Some may consider this article pointless due to the lack of value that Josh Thole has brought to the team with the exception of perhaps indirectly a Cy Young Award. However, in some ways, he did have a few great moments that will always hold a special place in many Mets fans’ hearts. My father, in my opinion, stated the exact definition of him: “that catcher who seems to drop everything.”
June 8th 2005:
This the day that I will judge Omar Minaya by – not all the pointless signings, but this draft day. The day that numerous Mets core players past and present were drafted: Mike Pelfrey, Jonathan Niese, Bobby Parnell, Pedro Beato, Jeremy Hefner – yes, I’m aware he was later drafted by the Padres – and Thole. He would also make his debut for the GCL Mets later that season.

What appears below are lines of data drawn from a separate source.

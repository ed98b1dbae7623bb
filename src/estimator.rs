//! The bootstrap AUC/CI estimator.

use crate::config::BootstrapConfig;
use crate::error::{AucError, InvalidInput};
use crate::result::{AucEstimate, ConfidenceInterval};
use crate::statistics::{bootstrap_auc_distribution, percentile_sorted, rank_auc};

/// Validate an observation set for AUC computation.
///
/// Checks length agreement, minimum size, score finiteness, and the
/// presence of both classes, in that order.
pub(crate) fn validate_observations(labels: &[bool], scores: &[f64]) -> Result<(), AucError> {
    if labels.len() != scores.len() {
        return Err(InvalidInput::LengthMismatch {
            labels: labels.len(),
            scores: scores.len(),
        }
        .into());
    }
    if labels.len() < 2 {
        return Err(InvalidInput::TooFewObservations { got: labels.len() }.into());
    }
    if let Some(index) = scores.iter().position(|s| !s.is_finite()) {
        return Err(InvalidInput::NonFiniteScore { index }.into());
    }
    let positives = labels.iter().filter(|&&l| l).count();
    if positives == 0 || positives == labels.len() {
        return Err(InvalidInput::SingleClass {
            positives,
            negatives: labels.len() - positives,
        }
        .into());
    }
    Ok(())
}

/// Compute the rank-based ROC AUC point estimate.
///
/// Validates the observation set, then computes the Mann–Whitney AUC with
/// midrank tie handling. No resampling is performed.
///
/// # Errors
///
/// Returns [`AucError::InvalidInput`] if the slices differ in length, hold
/// fewer than two observations, contain a non-finite score, or contain a
/// single class.
pub fn roc_auc(labels: &[bool], scores: &[f64]) -> Result<f64, AucError> {
    validate_observations(labels, scores)?;
    Ok(rank_auc(labels, scores))
}

/// Estimate the ROC AUC and its bootstrap confidence interval.
///
/// Computes the point AUC on the full observation set, draws
/// `config.resamples` bootstrap resamples (each resample seeded from
/// `config.seed` and its replicate index), discards single-class resamples,
/// and reads the interval bounds off the sorted bootstrap distribution at
/// the `alpha/2` and `1 - alpha/2` percentiles by linear interpolation.
///
/// The returned interval's point is the full-sample AUC, not the bootstrap
/// mean. If resamples were discarded, the shortfall is visible in
/// [`AucEstimate::resamples_used`]; the interval is still computed from the
/// remaining replicates.
///
/// Purely functional: identical inputs and configuration produce
/// bit-identical results, with or without the `parallel` feature.
///
/// # Errors
///
/// - [`AucError::InvalidInput`] for malformed observation sets (see
///   [`roc_auc`]).
/// - [`AucError::InsufficientBootstrapSamples`] if every resample was
///   single-class, which leaves no distribution to take percentiles of.
///
/// # Example
///
/// ```
/// use auroc::{estimate, BootstrapConfig};
///
/// let labels = [false, true, true, false, true, false];
/// let scores = [0.1, 0.9, 0.7, 0.3, 0.8, 0.4];
/// let result = estimate(&labels, &scores, &BootstrapConfig::default()).unwrap();
/// assert!(result.ci.lower <= result.auc && result.auc <= result.ci.upper);
/// ```
pub fn estimate(
    labels: &[bool],
    scores: &[f64],
    config: &BootstrapConfig,
) -> Result<AucEstimate, AucError> {
    validate_observations(labels, scores)?;

    let auc = rank_auc(labels, scores);

    let mut distribution =
        bootstrap_auc_distribution(labels, scores, config.resamples, config.seed);
    if distribution.is_empty() {
        return Err(AucError::InsufficientBootstrapSamples {
            resamples: config.resamples,
        });
    }
    distribution.sort_unstable_by(|a, b| a.total_cmp(b));

    let alpha = 1.0 - config.confidence;
    let lower = percentile_sorted(&distribution, alpha / 2.0);
    let upper = percentile_sorted(&distribution, 1.0 - alpha / 2.0);

    Ok(AucEstimate {
        auc,
        ci: ConfidenceInterval {
            lower,
            point: auc,
            upper,
        },
        confidence: config.confidence,
        resamples_requested: config.resamples,
        resamples_used: distribution.len(),
    })
}
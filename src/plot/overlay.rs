//! Single-panel overlay of multiple ROC curves.

use std::path::Path;

use plotters::prelude::*;
use tracing::info;

use crate::data::ScoredDataset;

use super::{draw_roc_spine, legend_font, PlotError, PlotStyle, AXIS_RANGE};

/// Render all datasets' ROC curves into one panel.
///
/// Each curve is drawn in its mapped (or palette) color with a legend
/// entry of the form `"{name} (AUC = 0.92)"`; the legend sits in the lower
/// right, where ROC curves leave empty space. Output is an SVG file at
/// `path`.
///
/// # Errors
///
/// - [`PlotError::NoDatasets`] if `datasets` is empty
/// - [`PlotError::InvalidData`] if any dataset fails ROC validation
/// - [`PlotError::Draw`] if the backend fails
pub fn plot_roc_overlay(
    path: &Path,
    datasets: &[ScoredDataset],
    title: &str,
    style: &PlotStyle,
) -> Result<(), PlotError> {
    if datasets.is_empty() {
        return Err(PlotError::NoDatasets);
    }

    // Compute every curve up front so bad data fails before the file is
    // touched.
    let curves: Vec<_> = datasets
        .iter()
        .map(|d| d.roc_curve().map(|c| (d.name.clone(), c)))
        .collect::<Result<_, _>>()?;

    let root = SVGBackend::new(path, (style.width, style.height)).into_drawing_area();
    root.fill(&WHITE)?;

    let mut chart = ChartBuilder::on(&root)
        .margin(20)
        .caption(title, ("sans-serif", style.base_font + 2))
        .x_label_area_size(60)
        .y_label_area_size(64)
        .build_cartesian_2d(AXIS_RANGE, AXIS_RANGE)?;

    let line_width = style.line_width;
    for (index, (name, curve)) in curves.iter().enumerate() {
        let color = style.color_for(name, index);
        let points: Vec<(f64, f64)> = curve.points().iter().map(|p| (p.fpr, p.tpr)).collect();
        chart
            .draw_series(LineSeries::new(points, color.stroke_width(line_width)))?
            .label(format!("{} (AUC = {:.2})", name, curve.auc()))
            .legend(move |(x, y)| {
                PathElement::new(vec![(x, y), (x + 18, y)], color.stroke_width(line_width))
            });
    }

    draw_roc_spine(&mut chart, legend_font(style.base_font), style.base_font)?;

    chart
        .configure_series_labels()
        .position(SeriesLabelPosition::LowerRight)
        .border_style(&TRANSPARENT)
        .label_font(("sans-serif", legend_font(style.base_font)))
        .draw()?;

    root.present()?;
    info!(path = %path.display(), curves = curves.len(), "ROC overlay saved");
    Ok(())
}
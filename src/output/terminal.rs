//! Terminal output formatting for AUC estimates.

use colored::Colorize;

use crate::result::AucEstimate;

/// Format an estimate as a single plain line.
///
/// # Example output
///
/// ```text
/// AUC = 0.923 (95% CI 0.881-0.957, 2000 resamples)
/// ```
pub fn format_estimate(estimate: &AucEstimate) -> String {
    format!(
        "AUC = {:.3} ({:.0}% CI {:.3}-{:.3}, {} resamples)",
        estimate.auc,
        estimate.confidence * 100.0,
        estimate.ci.lower,
        estimate.ci.upper,
        estimate.resamples_used,
    )
}

/// Format an estimate as a colored, box-drawn summary block.
///
/// Discarded resamples are called out on their own line so a shortfall
/// against the requested count is never invisible.
///
/// # Example output
///
/// ```text
/// ┌─ ROC AUC ──────────────────────────────
/// │ AUC       = 0.923
/// │ 95% CI    = 0.881 – 0.957
/// │ Resamples = 1994 / 2000 (6 discarded)
/// └────────────────────────────────────────
/// ```
pub fn format_estimate_block(title: &str, estimate: &AucEstimate) -> String {
    let mut out = String::new();
    out.push_str(&format!("┌─ {} {}\n", title.bold(), "─".repeat(30)));
    out.push_str(&format!(
        "│ AUC       = {}\n",
        format!("{:.3}", estimate.auc).bold()
    ));
    out.push_str(&format!(
        "│ {:.0}% CI    = {:.3} – {:.3}\n",
        estimate.confidence * 100.0,
        estimate.ci.lower,
        estimate.ci.upper,
    ));
    let discarded = estimate.resamples_requested - estimate.resamples_used;
    if discarded > 0 {
        out.push_str(&format!(
            "│ Resamples = {} / {} ({})\n",
            estimate.resamples_used,
            estimate.resamples_requested,
            format!("{} discarded", discarded).yellow(),
        ));
    } else {
        out.push_str(&format!(
            "│ Resamples = {}\n",
            estimate.resamples_used
        ));
    }
    out.push_str(&format!("└{}\n", "─".repeat(40)));
    out
}

#[cfg(test)]
mod tests {
    use super::*;
    use crate::result::ConfidenceInterval;

    fn make_estimate(used: usize) -> AucEstimate {
        AucEstimate {
            auc: 0.923,
            ci: ConfidenceInterval {
                lower: 0.881,
                point: 0.923,
                upper: 0.957,
            },
            confidence: 0.95,
            resamples_requested: 2000,
            resamples_used: used,
        }
    }

    #[test]
    fn one_liner_mentions_interval() {
        let line = format_estimate(&make_estimate(2000));
        assert!(line.contains("0.923"));
        assert!(line.contains("95% CI"));
        assert!(line.contains("2000 resamples"));
    }

    #[test]
    fn block_reports_discards() {
        let block = format_estimate_block("ROC AUC", &make_estimate(1994));
        assert!(block.contains("1994 / 2000"));
        assert!(block.contains("discarded"));
    }

    #[test]
    fn block_omits_discards_when_full() {
        let block = format_estimate_block("ROC AUC", &make_estimate(2000));
        assert!(!block.contains("discarded"));
    }
}
//! Faceted multi-panel ROC layout.

use std::path::Path;

use plotters::prelude::*;
use tracing::info;

use crate::data::ScoredDataset;

use super::{draw_roc_spine, legend_font, PlotError, PlotStyle, AXIS_RANGE};

/// Vertical space reserved for the figure title, in pixels.
const TITLE_AREA: u32 = 50;

/// Render each dataset's ROC curve in its own facet.
///
/// Facets fill a `ceil(n / ncols) x ncols` grid left to right, top to
/// bottom; trailing cells stay blank. Each facet carries the dataset name
/// as its panel title and a local `"AUC = 0.92"` legend. Output is an SVG
/// file at `path`.
///
/// # Errors
///
/// - [`PlotError::NoDatasets`] if `datasets` is empty
/// - [`PlotError::InvalidData`] if any dataset fails ROC validation
/// - [`PlotError::Draw`] if the backend fails
///
/// # Panics
///
/// Panics if `ncols` is zero.
pub fn plot_roc_panels(
    path: &Path,
    datasets: &[ScoredDataset],
    ncols: usize,
    title: &str,
    style: &PlotStyle,
) -> Result<(), PlotError> {
    if datasets.is_empty() {
        return Err(PlotError::NoDatasets);
    }
    assert!(ncols > 0, "ncols must be positive");

    let curves: Vec<_> = datasets
        .iter()
        .map(|d| d.roc_curve().map(|c| (d.name.clone(), c)))
        .collect::<Result<_, _>>()?;

    let nrows = datasets.len().div_ceil(ncols);
    let width = style.panel_size.0 * ncols as u32;
    let height = style.panel_size.1 * nrows as u32 + TITLE_AREA;

    let root = SVGBackend::new(path, (width, height)).into_drawing_area();
    root.fill(&WHITE)?;

    let grid = root.titled(title, ("sans-serif", style.base_font + 4))?;
    let cells = grid.split_evenly((nrows, ncols));

    let panel_font = style.base_font.saturating_sub(4).max(10);
    let line_width = style.line_width;
    for (index, (name, curve)) in curves.iter().enumerate() {
        let color = style.color_for(name, index);
        let points: Vec<(f64, f64)> = curve.points().iter().map(|p| (p.fpr, p.tpr)).collect();

        let mut chart = ChartBuilder::on(&cells[index])
            .margin(12)
            .caption(name, ("sans-serif", panel_font))
            .x_label_area_size(42)
            .y_label_area_size(48)
            .build_cartesian_2d(AXIS_RANGE, AXIS_RANGE)?;

        chart
            .draw_series(LineSeries::new(points, color.stroke_width(line_width)))?
            .label(format!("AUC = {:.2}", curve.auc()))
            .legend(move |(x, y)| {
                PathElement::new(vec![(x, y), (x + 18, y)], color.stroke_width(line_width))
            });

        draw_roc_spine(&mut chart, legend_font(panel_font), panel_font)?;

        chart
            .configure_series_labels()
            .position(SeriesLabelPosition::LowerRight)
            .border_style(&TRANSPARENT)
            .label_font(("sans-serif", legend_font(panel_font)))
            .draw()?;
    }

    root.present()?;
    info!(
        path = %path.display(),
        panels = curves.len(),
        rows = nrows,
        cols = ncols,
        "ROC panels saved"
    );
    Ok(())
}
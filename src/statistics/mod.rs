//! Statistical methods for ROC analysis.
//!
//! This module provides the numeric core of the crate:
//! - Rank-based (Mann–Whitney U equivalent) AUC with midrank tie handling
//! - Bootstrap resampling of the AUC with counter-seeded replicates
//! - Percentile computation via linear interpolation between order statistics

mod bootstrap;
mod percentile;
mod rank;

pub use bootstrap::{bootstrap_auc_distribution, counter_rng_seed};
pub use percentile::percentile_sorted;
pub use rank::rank_auc;
//! Configuration for bootstrap confidence-interval estimation.

/// Configuration for the bootstrap AUC/CI estimator.
///
/// Controls how many resamples are drawn, the RNG seed, and the confidence
/// level of the reported interval. The defaults (2000 resamples, seed 42,
/// 95% confidence) reproduce the conventional setup for percentile-bootstrap
/// AUC intervals.
#[derive(Debug, Clone, Copy, PartialEq)]
pub struct BootstrapConfig {
    /// Number of bootstrap resamples to draw. Default: 2000.
    ///
    /// Resamples whose labels collapse to a single class are discarded and
    /// do not consume a slot, so fewer valid replicates may enter the
    /// distribution; the count actually used is reported on the result.
    pub resamples: usize,

    /// Seed for the pseudo-random generator. Default: 42.
    ///
    /// Identical inputs and seed produce bit-identical estimates. Each
    /// resample derives its own stream from this seed and its iteration
    /// index, so results do not depend on execution order.
    pub seed: u64,

    /// Confidence level of the interval, in (0, 1). Default: 0.95.
    ///
    /// Bounds are the `alpha/2` and `1 - alpha/2` empirical percentiles of
    /// the bootstrap distribution, where `alpha = 1 - confidence`.
    pub confidence: f64,
}

impl Default for BootstrapConfig {
    fn default() -> Self {
        Self {
            resamples: 2000,
            seed: 42,
            confidence: 0.95,
        }
    }
}

impl BootstrapConfig {
    /// Create a configuration with default settings.
    pub fn new() -> Self {
        Self::default()
    }

    /// Create a quick configuration for interactive exploration.
    ///
    /// Uses 500 resamples. Intervals are noisier but computed in a fraction
    /// of the time.
    pub fn quick() -> Self {
        Self {
            resamples: 500,
            ..Default::default()
        }
    }

    /// Create a thorough configuration for final figures.
    ///
    /// Uses 10,000 resamples for smoother percentile estimates.
    pub fn thorough() -> Self {
        Self {
            resamples: 10_000,
            ..Default::default()
        }
    }

    /// Set the number of bootstrap resamples.
    ///
    /// # Panics
    ///
    /// Panics if `resamples` is zero.
    pub fn resamples(mut self, resamples: usize) -> Self {
        assert!(resamples > 0, "resamples must be positive");
        self.resamples = resamples;
        self
    }

    /// Set the RNG seed.
    pub fn seed(mut self, seed: u64) -> Self {
        self.seed = seed;
        self
    }

    /// Set the confidence level.
    ///
    /// # Panics
    ///
    /// Panics if `confidence` is outside (0, 1).
    pub fn confidence(mut self, confidence: f64) -> Self {
        assert!(
            confidence > 0.0 && confidence < 1.0,
            "confidence must be in (0, 1)"
        );
        self.confidence = confidence;
        self
    }

    /// Check that the configuration is internally consistent.
    ///
    /// Builder methods already reject invalid values; this exists for
    /// configurations constructed field-by-field.
    pub fn validate(&self) -> Result<(), String> {
        if self.resamples == 0 {
            return Err("resamples must be positive".to_string());
        }
        if self.confidence <= 0.0 || self.confidence >= 1.0 {
            return Err("confidence must be in (0, 1)".to_string());
        }
        Ok(())
    }
}
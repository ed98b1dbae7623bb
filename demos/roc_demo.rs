//! Demo: estimate AUC with confidence intervals for three synthetic
//! datasets of decreasing separability, then render overlay and faceted
//! ROC figures.
//!
//! Run with `cargo run --example roc_demo`. Writes `roc_overlay.svg` and
//! `roc_panels.svg` to the current directory.

use std::collections::HashMap;
use std::path::Path;

use plotters::style::RGBColor;

use auroc::output::format_estimate_block;
use auroc::plot::{plot_roc_overlay, plot_roc_panels, PlotStyle};
use auroc::{gaussian_dataset, BootstrapConfig};

fn main() -> Result<(), Box<dyn std::error::Error>> {
    // Three Gaussian datasets with high / mid / low class separation.
    let datasets = vec![
        gaussian_dataset("Linear_High", 300, 3.0, 2025),
        gaussian_dataset("Linear_Mid", 300, 1.5, 2025),
        gaussian_dataset("Linear_Low", 300, 0.5, 2025),
    ];

    let config = BootstrapConfig::default();
    for dataset in &datasets {
        let estimate = dataset.estimate(&config)?;
        print!("{}", format_estimate_block(&dataset.name, &estimate));
    }

    let mut colors = HashMap::new();
    colors.insert("Linear_High".to_string(), RGBColor(230, 75, 53));
    colors.insert("Linear_Mid".to_string(), RGBColor(77, 213, 118));
    colors.insert("Linear_Low".to_string(), RGBColor(28, 151, 204));
    let style = PlotStyle::new().colors(colors);

    plot_roc_overlay(
        Path::new("roc_overlay.svg"),
        &datasets,
        "ROC Curve Demo (High / Mid / Low Separability)",
        &style,
    )?;

    plot_roc_panels(
        Path::new("roc_panels.svg"),
        &datasets,
        2,
        "ROC Curve Panels (High / Mid / Low)",
        &style,
    )?;

    println!("Wrote roc_overlay.svg and roc_panels.svg");
    Ok(())
}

He would play for Kingsport in 2006 and finish with underwhelming numbers: 1 HR 12 RBI .606 OPS. In 2007, he actually made the jump to St. Lucie and finished with somewhat impressive numbers for a slap hitter: .267 BA .372 OBP. Keep in mind that during this time the Mets didn’t care at all for the future behind the plate with Paul Lo Duca continuously tearing it up. Fun fact: Juan Lagares played with Thole the entire season together on the Savannah Sand Gnats.
The Mets let go of Lo Duca prior to the 2008 season and it became an instant scramble to find the next catcher for the Mets with there being only one answer: Josh Thole. He, for once, did not disappoint in St. Lucie: 5 HR 56 RBI .300 BA .382 OBP .427 SLG 25 2B. The 2008 season for the Mets was a complete train wreck offensively behind the plate.
After somewhat of a breakout season in 2008, much was expected from him and he spent spring training with the major league team. If one remembers, he was spoken of very highly by Dan Warthen. Nevertheless, he still started the season in the minors and completely tore up the league: .328 BA .395 OBP .430 SLG 29 2B.
Sep 3, 2009:
In retrospect this could be called D-day for Mets fans, but at the time it seemed that the team found a great 2/8 hole hitter and a wonderful defensive player behind the plate. He went 2-5 with a double in his debut. The team would actually lose nine consecutive games that he played in after his debut, but he still remained a lone bright spot on a disastrous team finishing with a good batting average: .321.
Minaya made one of his more questionable moves during the offseason after 2009 by signing Rod Barajas forcing Thole to the minors. In my opinion, this probably put Thole in a position where he hit a low in confidence. He wasn’t as effective in Buffalo: .267/.353/.420.
Jun 25, 2010:
Thole was called back up to the major leagues and wasn’t exactly the same, but he still played better than most catchers the Mets had that season.
Oct 1, 2010:
On this day, the Mets sent Pat Misch and the Nationals sent Jordan Zimmerman to the mound and they both performed wonderfully. The game was tied until the bottom of tenth when Thole finally seemed to break through to the major leagues with a dramatic walk-off homerun from the amazing Tyler Clippard. He finished with decent numbers considering the rest of his Mets career: .277/.357/.366. During the offseason Sandy Alderson made no move to acquire another full time catcher to eventually take over for Thole, much to the liking of most Mets fans.
Josh Thole wasn’t exactly what the Mets had hoped for from their starting catcher. Over the course of a full season, while he played quality defense and was able to catch the future ace R.A. Dickey, he really didn’t take over the position with Ronny Paulino becoming a hit machine for the first few weeks. He finished with underwhelming numbers: .268/.345/.344. Nevertheless he was still named the opening day catcher in 2012.
Apr 5–29, 2012:
During this time it appeared Thole had finally figured out the major leagues. He had gotten on base in every game but one and peaked when he hit a monster homerun in Colorado.
May 7, 2012:
This day really ended what Thole could possibly have been during his Mets career. Late in the game against the Phillies Ty Wiggington rammed into Thole as hard as he could resulting in Thole leaving the game with a concussion.
Ah, the best day in Mets history. Thole returns from the disabled list and catches Johan Santana’s no-hitter. This day will always make Thole one of the most special catchers in Mets’ history.
This trade could go down as one of the greatest trades that has ever occurred in Queens, but while everyone was pouting about the loss of Dickey many were celebrating the loss of Thole. Thus marks the end of Thole’s Met career.
While everyone remembers Thole as the personal catcher of a Cy Young winner and the man who seemed to be swinging a noodle every time he stepped up to the plate, he should be remembered as a catcher who did have his great moments.